Entries taken from a collection:
+++
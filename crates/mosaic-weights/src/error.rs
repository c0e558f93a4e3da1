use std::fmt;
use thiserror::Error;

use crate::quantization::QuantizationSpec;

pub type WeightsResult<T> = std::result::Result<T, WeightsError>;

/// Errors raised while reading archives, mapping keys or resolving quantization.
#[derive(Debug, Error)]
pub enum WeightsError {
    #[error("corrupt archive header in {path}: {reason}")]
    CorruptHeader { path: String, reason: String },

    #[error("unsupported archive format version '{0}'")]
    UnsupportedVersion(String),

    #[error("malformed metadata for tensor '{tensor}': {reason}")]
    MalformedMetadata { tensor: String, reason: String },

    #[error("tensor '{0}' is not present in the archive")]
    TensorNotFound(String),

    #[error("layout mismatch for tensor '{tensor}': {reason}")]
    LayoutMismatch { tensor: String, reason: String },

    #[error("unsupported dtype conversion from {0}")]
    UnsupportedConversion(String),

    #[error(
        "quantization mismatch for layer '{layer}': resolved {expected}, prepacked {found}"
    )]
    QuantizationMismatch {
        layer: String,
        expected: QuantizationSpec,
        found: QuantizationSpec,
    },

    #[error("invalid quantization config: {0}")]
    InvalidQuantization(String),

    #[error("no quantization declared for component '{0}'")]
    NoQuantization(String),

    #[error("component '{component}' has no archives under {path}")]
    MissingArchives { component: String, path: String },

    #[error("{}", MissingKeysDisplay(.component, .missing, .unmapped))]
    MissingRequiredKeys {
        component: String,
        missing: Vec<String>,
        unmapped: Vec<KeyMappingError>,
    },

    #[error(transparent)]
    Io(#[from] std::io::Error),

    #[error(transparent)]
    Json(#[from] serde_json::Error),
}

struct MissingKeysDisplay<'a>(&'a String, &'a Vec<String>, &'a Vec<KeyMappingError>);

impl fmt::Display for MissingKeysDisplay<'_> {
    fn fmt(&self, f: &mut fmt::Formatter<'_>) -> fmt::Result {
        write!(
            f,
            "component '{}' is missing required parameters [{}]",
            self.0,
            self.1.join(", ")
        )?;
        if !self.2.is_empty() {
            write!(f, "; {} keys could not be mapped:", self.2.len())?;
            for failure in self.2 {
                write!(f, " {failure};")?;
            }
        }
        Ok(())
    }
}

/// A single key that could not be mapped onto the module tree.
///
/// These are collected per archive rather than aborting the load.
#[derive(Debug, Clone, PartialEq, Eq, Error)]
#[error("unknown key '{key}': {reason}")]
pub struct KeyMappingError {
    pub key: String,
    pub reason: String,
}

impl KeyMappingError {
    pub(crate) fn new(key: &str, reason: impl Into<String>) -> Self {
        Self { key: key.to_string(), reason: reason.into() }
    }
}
+++
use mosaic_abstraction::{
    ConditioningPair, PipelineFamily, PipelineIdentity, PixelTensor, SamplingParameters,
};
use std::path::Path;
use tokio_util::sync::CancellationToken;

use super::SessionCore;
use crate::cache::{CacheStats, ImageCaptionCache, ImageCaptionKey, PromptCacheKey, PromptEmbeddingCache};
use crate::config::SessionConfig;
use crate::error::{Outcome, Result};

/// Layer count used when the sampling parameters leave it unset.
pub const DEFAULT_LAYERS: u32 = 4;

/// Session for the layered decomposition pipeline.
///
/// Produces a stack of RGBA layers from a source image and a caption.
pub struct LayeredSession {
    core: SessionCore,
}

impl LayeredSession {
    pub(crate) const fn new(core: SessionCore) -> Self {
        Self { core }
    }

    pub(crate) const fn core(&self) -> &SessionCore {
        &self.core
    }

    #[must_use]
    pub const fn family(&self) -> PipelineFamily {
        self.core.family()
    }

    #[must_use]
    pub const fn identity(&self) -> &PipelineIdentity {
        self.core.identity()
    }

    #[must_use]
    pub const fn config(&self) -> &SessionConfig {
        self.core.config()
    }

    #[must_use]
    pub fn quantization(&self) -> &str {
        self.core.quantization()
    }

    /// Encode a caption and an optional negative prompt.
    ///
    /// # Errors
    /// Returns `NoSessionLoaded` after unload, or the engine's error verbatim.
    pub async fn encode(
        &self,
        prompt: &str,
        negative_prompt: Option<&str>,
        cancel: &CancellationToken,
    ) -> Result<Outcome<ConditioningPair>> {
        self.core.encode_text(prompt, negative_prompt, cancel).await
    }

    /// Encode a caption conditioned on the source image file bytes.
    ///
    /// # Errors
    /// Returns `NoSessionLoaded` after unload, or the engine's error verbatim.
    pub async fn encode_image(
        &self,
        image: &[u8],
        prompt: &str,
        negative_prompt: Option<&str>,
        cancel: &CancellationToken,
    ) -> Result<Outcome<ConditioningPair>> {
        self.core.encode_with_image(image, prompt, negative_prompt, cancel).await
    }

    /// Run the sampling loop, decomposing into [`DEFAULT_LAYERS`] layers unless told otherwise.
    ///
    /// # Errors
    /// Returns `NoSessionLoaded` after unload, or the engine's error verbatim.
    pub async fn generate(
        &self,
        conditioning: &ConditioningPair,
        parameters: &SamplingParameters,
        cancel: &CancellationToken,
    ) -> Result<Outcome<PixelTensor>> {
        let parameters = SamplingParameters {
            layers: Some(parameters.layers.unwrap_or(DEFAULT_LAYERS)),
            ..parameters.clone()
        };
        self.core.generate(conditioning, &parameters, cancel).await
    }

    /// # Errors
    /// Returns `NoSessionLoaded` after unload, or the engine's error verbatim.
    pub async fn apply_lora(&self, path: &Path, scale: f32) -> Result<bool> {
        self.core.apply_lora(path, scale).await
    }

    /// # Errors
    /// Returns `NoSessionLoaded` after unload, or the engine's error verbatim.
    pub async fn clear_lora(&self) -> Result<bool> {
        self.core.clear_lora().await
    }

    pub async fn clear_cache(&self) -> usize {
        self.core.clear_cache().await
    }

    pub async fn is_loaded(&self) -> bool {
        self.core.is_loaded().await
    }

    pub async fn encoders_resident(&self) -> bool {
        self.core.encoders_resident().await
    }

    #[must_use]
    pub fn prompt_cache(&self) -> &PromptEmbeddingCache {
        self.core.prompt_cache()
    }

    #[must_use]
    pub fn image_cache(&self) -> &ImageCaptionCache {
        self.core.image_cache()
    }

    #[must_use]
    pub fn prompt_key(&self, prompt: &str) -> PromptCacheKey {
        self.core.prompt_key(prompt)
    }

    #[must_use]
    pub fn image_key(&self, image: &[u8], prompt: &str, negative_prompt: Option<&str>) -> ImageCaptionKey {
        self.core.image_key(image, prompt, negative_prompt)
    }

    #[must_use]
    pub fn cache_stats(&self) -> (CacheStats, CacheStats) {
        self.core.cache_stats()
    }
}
+++
Check each line above for the string "unmapped" and copy the ones that have it.

- WRITTEN RESPONSE:
    #[error("{}", MissingKeysDisplay(.component, .missing, .unmapped))]
        unmapped: Vec<KeyMappingError>,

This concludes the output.